Automatic aggregate monthly

Hello!

I write the data from my powermeter in the influxDB and display with Grafana.
But the function “aggregateWindow(every: 1mo, fn: last, createEmpty: true)” takes a loooong time. Because there are many data.

Is it possible that InfluxDB create automatic from a query a new measurement with the already aggregated datas?

Then I just need to read 12 values (Jan - Dec) and must not calculate at any query.

Thank you!

seems this one is what I search?:

@hanhoe You should create an InfluxDB task that runs monthly and aggregates the data from the last month. The task can then store the data in a aggregated bucket that you can query from. Something like this:

option task = {
  name: "Aggregate data monthly",
  every: 1mo
}

from(bucket: "example-bucket")
    |> range(start: -task.every)
    |> filter(fn: (r) => r._measurement == "example-measurement")
    |> aggregateWindow(every: task.every, fn: last, createEmpty: true)
    |> to(bucket: "example-aggregate-bucket")

So this task would run every month, query and aggregate data from the previous month, and then store it in the other aggregate bucket. Then, to query a year’s worth of just the monthly aggregates, you’d just do:

from(bucket: "example-aggregate-bucket")
    |> range(start: -1y)
    |> filter(fn: (r) => r._measurement == "example-measurement")

cool … yes, something like this I`m thinking.

There is maybe a second option:
At least, I just need just 12 single values:
01.01.2023, value
01.02.2023, value
01.03.2023, value

So, always the first value for each month.
Then just the difference
Maybe you have for this a solution?

I can add 12 single query, but then I need to put this at end together?

Doing that will likely take just as long as your first attempt.

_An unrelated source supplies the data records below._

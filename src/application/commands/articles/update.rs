// src/application/commands/articles/update.rs
use super::ArticleCommandService;
use crate::{
    application::{
        dto::ArticleDto,
        error::{ApplicationError, ApplicationResult},
        validation::{FieldViolations, clearable},
    },
    domain::article::{
        ArticleCategory, ArticleContent, ArticleExcerpt, ArticleId, ArticleSlug, ArticleTitle,
        ArticleUpdate, compute_published_at,
    },
};

/// Partial update. Absent fields are left untouched; an empty string clears
/// a nullable field.
#[derive(Debug, Clone, Default)]
pub struct UpdateArticleCommand {
    pub id: i64,
    pub title: Option<String>,
    pub slug: Option<String>,
    pub content: Option<String>,
    pub excerpt: Option<String>,
    pub category: Option<String>,
    pub featured_image_url: Option<String>,
    pub featured_image_alt: Option<String>,
    pub youtube_url: Option<String>,
    pub meta_description: Option<String>,
    pub published: Option<bool>,
}

impl ArticleCommandService {
    pub async fn update_article(&self, command: UpdateArticleCommand) -> ApplicationResult<ArticleDto> {
        let id = ArticleId::new(command.id)?;
        let existing = self
            .read_repo
            .find_by_id(id)
            .await?
            .ok_or_else(|| ApplicationError::not_found("article not found"))?;

        let mut violations = FieldViolations::new();
        let title = violations.optional(command.title, ArticleTitle::new);
        let raw_content = violations.optional(command.content, |raw| {
            ArticleContent::new(raw.clone()).map(|_| raw)
        });
        let excerpt = violations.optional(command.excerpt, ArticleExcerpt::new);
        let category = violations.optional(command.category, ArticleCategory::new);
        violations.finish()?;

        let now = self.clock.now();
        let mut update = ArticleUpdate::new(id, now);

        let changed_title = title.as_ref().filter(|t| **t != existing.title);
        let slug = self
            .slugs
            .assign_for_update(
                command.id,
                existing.slug.as_str(),
                changed_title.map(ArticleTitle::as_str),
                command.slug.as_deref(),
            )
            .await?;
        if slug != existing.slug.as_str() {
            update = update.with_slug(ArticleSlug::new(slug)?);
        }

        if let Some(title) = title {
            update = update.with_title(title);
        }
        if let Some(raw) = raw_content {
            update = update.with_content(ArticleContent::new(self.sanitizer.clean("content", raw)?)?);
        }
        if let Some(excerpt) = excerpt {
            update = update.with_excerpt(excerpt);
        }
        if let Some(category) = category {
            update = update.with_category(category);
        }
        update.featured_image_url = clearable(command.featured_image_url);
        update.featured_image_alt = clearable(command.featured_image_alt);
        update.youtube_url = clearable(command.youtube_url);
        update.meta_description = clearable(command.meta_description);

        if let Some(requested) = command.published {
            let published_at =
                compute_published_at(existing.published, existing.published_at, requested, now);
            update = update.with_publish_state(requested, published_at);
        }

        let updated = self
            .write_repo
            .update(update)
            .await?
            .ok_or_else(|| ApplicationError::not_found("article not found"))?;

        tracing::info!(article_id = command.id, slug = %updated.slug, "article updated");
        self.janitor
            .release_orphans(&existing.image_urls(), &updated.image_urls())
            .await;
        Ok(updated.into())
    }
}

It still has to query all the data from the last year to generate the aggregate values for each month.

I thought something like that:

import "timezone"
import "date"
option location = timezone.location(name: "Europe/Vienna")
startDate = date.truncate(t: today(), unit: 1y)

seven = from(bucket: "house")
  |> range(start: date.add(d: 6mo, to: startDate), stop: date.add(d: 1d, to: date.add(d: 6mo, to: startDate)))
  |> filter(fn: (r) => r["_measurement"] == "PV")
  |> filter(fn: (r) => r["Powermeter"] == "Hauptzaehler")
  |> filter(fn: (r) => r["_field"] == "Total Geliefert" or r["_field"] == "Totaler Bezug")
  |> filter(fn: (r) => r["_value"] > 0)
  |> first()
  |> timeShift(duration: -1s, columns: ["_time"])

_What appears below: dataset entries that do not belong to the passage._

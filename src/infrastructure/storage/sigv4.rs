// src/infrastructure/storage/sigv4.rs
//! AWS Signature Version 4 query-string presigning for S3-compatible
//! object stores.

use chrono::{DateTime, Utc};
use hmac::{Hmac, Mac};
use sha2::{Digest, Sha256};

type HmacSha256 = Hmac<Sha256>;

const ALGORITHM: &str = "AWS4-HMAC-SHA256";
const SERVICE: &str = "s3";

pub struct Credentials<'a> {
    pub access_key_id: &'a str,
    pub secret_access_key: &'a str,
    pub region: &'a str,
}

pub struct PresignRequest<'a> {
    pub method: &'a str,
    /// Host header value, including a non-default port.
    pub host: &'a str,
    /// Unencoded absolute path, e.g. `/bucket/uploads/a.jpg`.
    pub path: &'a str,
    pub timestamp: DateTime<Utc>,
    pub expires_secs: u64,
}

/// Percent-encode per the SigV4 rules: only unreserved characters pass
/// through, and `/` is kept when encoding a path.
pub fn uri_encode(input: &str, keep_slash: bool) -> String {
    let mut out = String::with_capacity(input.len());
    for byte in input.bytes() {
        match byte {
            b'A'..=b'Z' | b'a'..=b'z' | b'0'..=b'9' | b'-' | b'_' | b'.' | b'~' => {
                out.push(char::from(byte));
            }
            b'/' if keep_slash => out.push('/'),
            other => out.push_str(&format!("%{other:02X}")),
        }
    }
    out
}

fn hmac(key: &[u8], data: &str) -> Result<Vec<u8>, hmac::digest::InvalidLength> {
    let mut mac = HmacSha256::new_from_slice(key)?;
    mac.update(data.as_bytes());
    Ok(mac.finalize().into_bytes().to_vec())
}

fn signing_key(secret: &str, date: &str, region: &str) -> Result<Vec<u8>, hmac::digest::InvalidLength> {
    let k_date = hmac(format!("AWS4{secret}").as_bytes(), date)?;
    let k_region = hmac(&k_date, region)?;
    let k_service = hmac(&k_region, SERVICE)?;
    hmac(&k_service, "aws4_request")
}

/// Returns the encoded path plus signed query string, ready to append to
/// `scheme://host`.
pub fn presign(
    credentials: &Credentials<'_>,
    request: &PresignRequest<'_>,
) -> Result<String, hmac::digest::InvalidLength> {
    let amz_date = request.timestamp.format("%Y%m%dT%H%M%SZ").to_string();
    let date = request.timestamp.format("%Y%m%d").to_string();
    let scope = format!("{date}/{}/{SERVICE}/aws4_request", credentials.region);
    let credential = format!("{}/{scope}", credentials.access_key_id);

    // Already in lexicographic order.
    let query = format!(
        "X-Amz-Algorithm={ALGORITHM}&X-Amz-Credential={}&X-Amz-Date={amz_date}&X-Amz-Expires={}&X-Amz-SignedHeaders=host",
        uri_encode(&credential, false),
        request.expires_secs,
    );
    let canonical_uri = uri_encode(request.path, true);

    let canonical_request = format!(
        "{}\n{canonical_uri}\n{query}\nhost:{}\n\nhost\nUNSIGNED-PAYLOAD",
        request.method, request.host
    );
    let string_to_sign = format!(
        "{ALGORITHM}\n{amz_date}\n{scope}\n{}",
        hex::encode(Sha256::digest(canonical_request.as_bytes()))
    );

    let key = signing_key(credentials.secret_access_key, &date, credentials.region)?;
    let signature = hex::encode(hmac(&key, &string_to_sign)?);

    Ok(format!("{canonical_uri}?{query}&X-Amz-Signature={signature}"))
}
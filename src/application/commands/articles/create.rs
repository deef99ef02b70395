// src/application/commands/articles/create.rs
use super::ArticleCommandService;
use crate::{
    application::{
        dto::ArticleDto,
        error::{ApplicationError, ApplicationResult},
        validation::FieldViolations,
    },
    domain::{
        article::{
            ArticleCategory, ArticleContent, ArticleExcerpt, ArticleSlug, ArticleTitle,
            NewArticle, compute_published_at,
        },
        optional_text,
    },
};

#[derive(Debug, Clone, Default)]
pub struct CreateArticleCommand {
    pub title: Option<String>,
    /// Explicit slug; derived from the title when absent or blank.
    pub slug: Option<String>,
    pub content: Option<String>,
    pub excerpt: Option<String>,
    pub category: Option<String>,
    pub featured_image_url: Option<String>,
    pub featured_image_alt: Option<String>,
    pub youtube_url: Option<String>,
    pub meta_description: Option<String>,
    pub published: bool,
}

impl ArticleCommandService {
    pub async fn create_article(&self, command: CreateArticleCommand) -> ApplicationResult<ArticleDto> {
        let mut violations = FieldViolations::new();
        let title = violations.require("title", command.title, ArticleTitle::new);
        let raw_content = violations.require("content", command.content, Ok);
        let excerpt = violations.require("excerpt", command.excerpt, ArticleExcerpt::new);
        let category = violations.require("category", command.category, ArticleCategory::new);
        violations.finish()?;

        let (Some(title), Some(raw_content), Some(excerpt), Some(category)) =
            (title, raw_content, excerpt, category)
        else {
            return Err(ApplicationError::validation("missing required fields"));
        };

        let slug = self
            .slugs
            .assign_for_create(title.as_str(), command.slug.as_deref())
            .await?;
        let slug = ArticleSlug::new(slug)?;
        let content = ArticleContent::new(self.sanitizer.clean("content", raw_content)?)?;

        let now = self.clock.now();
        let new_article = NewArticle {
            title,
            slug,
            content,
            excerpt,
            category,
            featured_image_url: optional_text(command.featured_image_url),
            featured_image_alt: optional_text(command.featured_image_alt),
            youtube_url: optional_text(command.youtube_url),
            published: command.published,
            published_at: compute_published_at(false, None, command.published, now),
            meta_description: optional_text(command.meta_description),
            created_at: now,
            updated_at: now,
        };

        let created = self
            .write_repo
            .insert(new_article)
            .await?
            .ok_or_else(|| ApplicationError::infrastructure("failed to create article"))?;

        tracing::info!(article_id = created.id.0, slug = %created.slug, "article created");
        Ok(created.into())
    }
}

eight = from(bucket: "house")
  |> range(start: date.add(d: 7mo, to: startDate), stop: date.add(d: 1d, to: date.add(d: 7mo, to: startDate)))
  |> filter(fn: (r) => r["_measurement"] == "PV")
  |> filter(fn: (r) => r["Powermeter"] == "Hauptzaehler")
  |> filter(fn: (r) => r["_field"] == "Total Geliefert" or r["_field"] == "Totaler Bezug")
  |> filter(fn: (r) => r["_value"] > 0)
  |> first()
  |> timeShift(duration: -1s, columns: ["_time"])

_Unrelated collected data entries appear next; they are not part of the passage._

// tests/support/mocks.rs
use std::sync::{
    Mutex,
    atomic::{AtomicBool, Ordering},
};

use async_trait::async_trait;
use chrono::{DateTime, TimeZone, Utc};
use once_cell::sync::Lazy;

use showroom_cms::application::{
    ApplicationResult,
    error::ApplicationError,
    ports::{
        html::{HtmlSanitizer, SanitizeError},
        storage::{ObjectStorage, UploadTicket},
        time::Clock,
    },
};
use showroom_cms::domain::{
    about::{AboutPage, AboutPageRepository},
    article::{
        Article, ArticleId, ArticleListFilter, ArticleReadRepository, ArticleSlug, ArticleUpdate,
        ArticleWriteRepository, NewArticle,
    },
    car_model::{
        CarModel, CarModelId, CarModelListFilter, CarModelReadRepository, CarModelSlug,
        CarModelUpdate, CarModelWriteRepository, NewCarModel,
    },
    contact::{
        ContactRepository, ContactStatus, ContactSubmission, ContactSubmissionId,
        NewContactSubmission,
    },
    errors::{DomainError, DomainResult},
    homepage::{HomepageConfig, HomepageRepository},
    pagination::PageRequest,
};

/// Every test sees the same "now".
pub static FIXED_NOW: Lazy<DateTime<Utc>> =
    Lazy::new(|| Utc.with_ymd_and_hms(2024, 5, 1, 12, 0, 0).unwrap());

pub struct FixedClock;

impl Clock for FixedClock {
    fn now(&self) -> DateTime<Utc> {
        *FIXED_NOW
    }
}

fn page_of<T: Clone>(items: &[T], page: PageRequest) -> (Vec<T>, u64) {
    let total = items.len() as u64;
    let offset = usize::try_from(page.offset()).unwrap();
    let limit = usize::try_from(page.limit()).unwrap();
    (items.iter().skip(offset).take(limit).cloned().collect(), total)
}

fn matches_search(haystack: &str, needle: Option<&String>) -> bool {
    needle.is_none_or(|n| haystack.to_lowercase().contains(&n.to_lowercase()))
}

/* -------------------------------- Articles -------------------------------- */

#[derive(Default)]
pub struct InMemoryArticles {
    rows: Mutex<Vec<Article>>,
    next_id: Mutex<i64>,
}

impl InMemoryArticles {
    pub fn seed(&self, article: Article) {
        let mut next_id = self.next_id.lock().unwrap();
        *next_id = (*next_id).max(article.id.0);
        self.rows.lock().unwrap().push(article);
    }

    pub fn len(&self) -> usize {
        self.rows.lock().unwrap().len()
    }

    pub fn get(&self, id: i64) -> Option<Article> {
        self.rows.lock().unwrap().iter().find(|a| a.id.0 == id).cloned()
    }
}

#[async_trait]
impl ArticleWriteRepository for InMemoryArticles {
    async fn insert(&self, new: NewArticle) -> DomainResult<Option<Article>> {
        let mut rows = self.rows.lock().unwrap();
        if rows.iter().any(|a| a.slug == new.slug) {
            return Err(DomainError::Conflict("slug already exists".into()));
        }
        let mut next_id = self.next_id.lock().unwrap();
        *next_id += 1;
        let article = Article {
            id: ArticleId::new(*next_id)?,
            title: new.title,
            slug: new.slug,
            content: new.content,
            excerpt: new.excerpt,
            category: new.category,
            featured_image_url: new.featured_image_url,
            featured_image_alt: new.featured_image_alt,
            youtube_url: new.youtube_url,
            published: new.published,
            published_at: new.published_at,
            meta_description: new.meta_description,
            created_at: new.created_at,
            updated_at: new.updated_at,
        };
        rows.push(article.clone());
        Ok(Some(article))
    }

    async fn update(&self, update: ArticleUpdate) -> DomainResult<Option<Article>> {
        let mut rows = self.rows.lock().unwrap();
        if let Some(slug) = &update.slug {
            if rows.iter().any(|a| a.slug == *slug && a.id != update.id) {
                return Err(DomainError::Conflict("slug already exists".into()));
            }
        }
        let Some(row) = rows.iter_mut().find(|a| a.id == update.id) else {
            return Ok(None);
        };
        *row = update.apply_to(row.clone());
        Ok(Some(row.clone()))
    }

    async fn delete(&self, id: ArticleId) -> DomainResult<bool> {
        let mut rows = self.rows.lock().unwrap();
        let before = rows.len();
        rows.retain(|a| a.id != id);
        Ok(rows.len() != before)
    }
}

#[async_trait]
impl ArticleReadRepository for InMemoryArticles {
    async fn find_by_id(&self, id: ArticleId) -> DomainResult<Option<Article>> {
        Ok(self.get(id.0))
    }

    async fn find_by_slug(&self, slug: &ArticleSlug) -> DomainResult<Option<Article>> {
        Ok(self.rows.lock().unwrap().iter().find(|a| a.slug == *slug).cloned())
    }

    async fn list_page(
        &self,
        filter: &ArticleListFilter,
        page: PageRequest,
    ) -> DomainResult<(Vec<Article>, u64)> {
        let mut matching: Vec<Article> = self
            .rows
            .lock()
            .unwrap()
            .iter()
            .filter(|a| !filter.published_only || a.published)
            .filter(|a| filter.category.as_deref().is_none_or(|c| a.category.as_str() == c))
            .filter(|a| matches_search(a.title.as_str(), filter.search.as_ref()))
            .cloned()
            .collect();
        matching.sort_by(|a, b| b.created_at.cmp(&a.created_at).then(b.id.cmp(&a.id)));
        Ok(page_of(&matching, page))
    }
}

/* -------------------------------- Car models -------------------------------- */

#[derive(Default)]
pub struct InMemoryCarModels {
    rows: Mutex<Vec<CarModel>>,
    next_id: Mutex<i64>,
}

impl InMemoryCarModels {
    pub fn seed(&self, model: CarModel) {
        let mut next_id = self.next_id.lock().unwrap();
        *next_id = (*next_id).max(model.id.0);
        self.rows.lock().unwrap().push(model);
    }

    pub fn get(&self, id: i64) -> Option<CarModel> {
        self.rows.lock().unwrap().iter().find(|m| m.id.0 == id).cloned()
    }
}

#[async_trait]
impl CarModelWriteRepository for InMemoryCarModels {
    async fn insert(&self, new: NewCarModel) -> DomainResult<Option<CarModel>> {
        let mut rows = self.rows.lock().unwrap();
        if rows.iter().any(|m| m.slug == new.slug) {
            return Err(DomainError::Conflict("slug already exists".into()));
        }
        let mut next_id = self.next_id.lock().unwrap();
        *next_id += 1;
        let model = CarModel {
            id: CarModelId::new(*next_id)?,
            name: new.name,
            slug: new.slug,
            category: new.category,
            tagline: new.tagline,
            description: new.description,
            starting_price: new.starting_price,
            main_image_url: new.main_image_url,
            brochure_url: new.brochure_url,
            features: new.features,
            colors: new.colors,
            gallery: new.gallery,
            published: new.published,
            display_order: new.display_order,
            created_at: new.created_at,
            updated_at: new.updated_at,
        };
        rows.push(model.clone());
        Ok(Some(model))
    }

    async fn update(&self, update: CarModelUpdate) -> DomainResult<Option<CarModel>> {
        let mut rows = self.rows.lock().unwrap();
        let Some(row) = rows.iter_mut().find(|m| m.id == update.id) else {
            return Ok(None);
        };
        *row = update.apply_to(row.clone());
        Ok(Some(row.clone()))
    }

    async fn delete(&self, id: CarModelId) -> DomainResult<bool> {
        let mut rows = self.rows.lock().unwrap();
        let before = rows.len();
        rows.retain(|m| m.id != id);
        Ok(rows.len() != before)
    }
}

#[async_trait]
impl CarModelReadRepository for InMemoryCarModels {
    async fn find_by_id(&self, id: CarModelId) -> DomainResult<Option<CarModel>> {
        Ok(self.get(id.0))
    }

    async fn find_by_slug(&self, slug: &CarModelSlug) -> DomainResult<Option<CarModel>> {
        Ok(self.rows.lock().unwrap().iter().find(|m| m.slug == *slug).cloned())
    }

    async fn list_page(
        &self,
        filter: &CarModelListFilter,
        page: PageRequest,
    ) -> DomainResult<(Vec<CarModel>, u64)> {
        let mut matching: Vec<CarModel> = self
            .rows
            .lock()
            .unwrap()
            .iter()
            .filter(|m| !filter.published_only || m.published)
            .filter(|m| filter.category.as_deref().is_none_or(|c| m.category.as_str() == c))
            .filter(|m| matches_search(m.name.as_str(), filter.search.as_ref()))
            .cloned()
            .collect();
        matching.sort_by(|a, b| {
            a.display_order
                .cmp(&b.display_order)
                .then_with(|| a.name.as_str().cmp(b.name.as_str()))
        });
        Ok(page_of(&matching, page))
    }
}

/* -------------------------------- Singletons -------------------------------- */

#[derive(Default)]
pub struct InMemoryHomepage {
    config: Mutex<Option<HomepageConfig>>,
    next_section_id: Mutex<i64>,
}

impl InMemoryHomepage {
    pub fn current(&self) -> Option<HomepageConfig> {
        self.config.lock().unwrap().clone()
    }
}

#[async_trait]
impl HomepageRepository for InMemoryHomepage {
    async fn load(&self) -> DomainResult<Option<HomepageConfig>> {
        Ok(self.current())
    }

    async fn replace(&self, mut config: HomepageConfig) -> DomainResult<HomepageConfig> {
        let mut next_id = self.next_section_id.lock().unwrap();
        for section in &mut config.sections {
            *next_id += 1;
            section.id = Some(*next_id);
        }
        *self.config.lock().unwrap() = Some(config.clone());
        Ok(config)
    }
}

#[derive(Default)]
pub struct InMemoryAboutPage {
    page: Mutex<Option<AboutPage>>,
}

#[async_trait]
impl AboutPageRepository for InMemoryAboutPage {
    async fn load(&self) -> DomainResult<Option<AboutPage>> {
        Ok(self.page.lock().unwrap().clone())
    }

    async fn upsert(&self, page: AboutPage) -> DomainResult<AboutPage> {
        *self.page.lock().unwrap() = Some(page.clone());
        Ok(page)
    }
}

/* -------------------------------- Contact -------------------------------- */

#[derive(Default)]
pub struct InMemoryContacts {
    rows: Mutex<Vec<ContactSubmission>>,
}

impl InMemoryContacts {
    pub fn len(&self) -> usize {
        self.rows.lock().unwrap().len()
    }
}

#[async_trait]
impl ContactRepository for InMemoryContacts {
    async fn insert(&self, new: NewContactSubmission) -> DomainResult<ContactSubmission> {
        let mut rows = self.rows.lock().unwrap();
        let id = ContactSubmissionId::new(rows.len() as i64 + 1)?;
        let submission = ContactSubmission {
            id,
            name: new.name,
            email: new.email,
            phone: new.phone,
            car_model_interest: new.car_model_interest,
            message: new.message,
            status: ContactStatus::New,
            created_at: new.created_at,
            updated_at: new.created_at,
        };
        rows.push(submission.clone());
        Ok(submission)
    }

    async fn find_by_id(
        &self,
        id: ContactSubmissionId,
    ) -> DomainResult<Option<ContactSubmission>> {
        Ok(self.rows.lock().unwrap().iter().find(|s| s.id == id).cloned())
    }

    async fn list_page(
        &self,
        status: Option<ContactStatus>,
        page: PageRequest,
    ) -> DomainResult<(Vec<ContactSubmission>, u64)> {
        let mut matching: Vec<ContactSubmission> = self
            .rows
            .lock()
            .unwrap()
            .iter()
            .filter(|s| status.is_none_or(|wanted| s.status == wanted))
            .cloned()
            .collect();
        matching.sort_by(|a, b| b.created_at.cmp(&a.created_at).then(b.id.cmp(&a.id)));
        Ok(page_of(&matching, page))
    }

    async fn update_status(
        &self,
        id: ContactSubmissionId,
        status: ContactStatus,
        updated_at: DateTime<Utc>,
    ) -> DomainResult<Option<ContactSubmission>> {
        let mut rows = self.rows.lock().unwrap();
        let Some(row) = rows.iter_mut().find(|s| s.id == id) else {
            return Ok(None);
        };
        row.status = status;
        row.updated_at = updated_at;
        Ok(Some(row.clone()))
    }

    async fn delete(&self, id: ContactSubmissionId) -> DomainResult<bool> {
        let mut rows = self.rows.lock().unwrap();
        let before = rows.len();
        rows.retain(|s| s.id != id);
        Ok(rows.len() != before)
    }
}

/* -------------------------------- Adapters -------------------------------- */

pub const CDN_BASE: &str = "https://cdn.test/";

/// Object storage fake that records deletions instead of performing them.
#[derive(Default)]
pub struct RecordingStorage {
    deleted: Mutex<Vec<String>>,
    fail_deletes: AtomicBool,
}

impl RecordingStorage {
    pub fn deleted(&self) -> Vec<String> {
        self.deleted.lock().unwrap().clone()
    }

    pub fn fail_deletes(&self) {
        self.fail_deletes.store(true, Ordering::SeqCst);
    }
}

#[async_trait]
impl ObjectStorage for RecordingStorage {
    async fn request_upload_url(
        &self,
        file_name: &str,
        _file_type: &str,
    ) -> ApplicationResult<UploadTicket> {
        let object_key = format!("uploads/2024/05/test-{file_name}");
        Ok(UploadTicket {
            presigned_url: format!("https://s3.test/bucket/{object_key}?X-Amz-Signature=abc"),
            public_url: format!("{CDN_BASE}{object_key}"),
            object_key,
        })
    }

    async fn delete_object(&self, public_url: &str) -> ApplicationResult<()> {
        if self.fail_deletes.load(Ordering::SeqCst) {
            return Err(ApplicationError::infrastructure("storage unavailable"));
        }
        self.deleted.lock().unwrap().push(public_url.to_string());
        Ok(())
    }

    fn is_managed(&self, public_url: &str) -> bool {
        public_url.starts_with(CDN_BASE)
    }
}

/// Sanitizer that always fails, for exercising the failure policy.
pub struct FailingSanitizer;

impl HtmlSanitizer for FailingSanitizer {
    fn sanitize(&self, _html: &str) -> Result<String, SanitizeError> {
        Err(SanitizeError("sanitizer crashed".into()))
    }
}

nine = from(bucket: "house")
  |> range(start: date.add(d: 8mo, to: startDate), stop: date.add(d: 1d, to: date.add(d: 8mo, to: startDate)))
  |> filter(fn: (r) => r["_measurement"] == "PV")
  |> filter(fn: (r) => r["Powermeter"] == "Hauptzaehler")
  |> filter(fn: (r) => r["_field"] == "Total Geliefert" or r["_field"] == "Totaler Bezug")
  |> filter(fn: (r) => r["_value"] > 0)
  |> first()
  |> timeShift(duration: -1s, columns: ["_time"])

sum = union(tables: [seven, eight, nine])
    |> pivot(rowKey: ["_time"], columnKey: ["_field"], valueColumn: "_value")

sum
//  |> difference(nonNegative: false)
  |> yield()


as for example for 3 month
only the difference is not working

I read again your post and maybe there is mistake by my side:

The values are continues. So I need only the difference between 1. January and 1. February
Not need to calc a average

Hello scott!

When I use:
|> aggregateWindow(every: 1d, fn: mean, createEmpty: false)
he need around 1s

When I use:
|> aggregateWindow(every: 1d, fn: last, createEmpty: false)
he need around 10s

Did you know why last has this delay?
With mean he need to read all values and calc the average
With last or first he “just” need read the last/first value

Why is mean so fast?

I don’t know the exact implementation details of these two functions, but they are inherently different. mean() is an aggregate function that returns the average of all values in a specific column in each input table. last() is a selector function function that returns the last row in each input table. If I had to guess, I would say that last() may take a little longer is it has to ensure sort order in its logic, but that’s only a guess.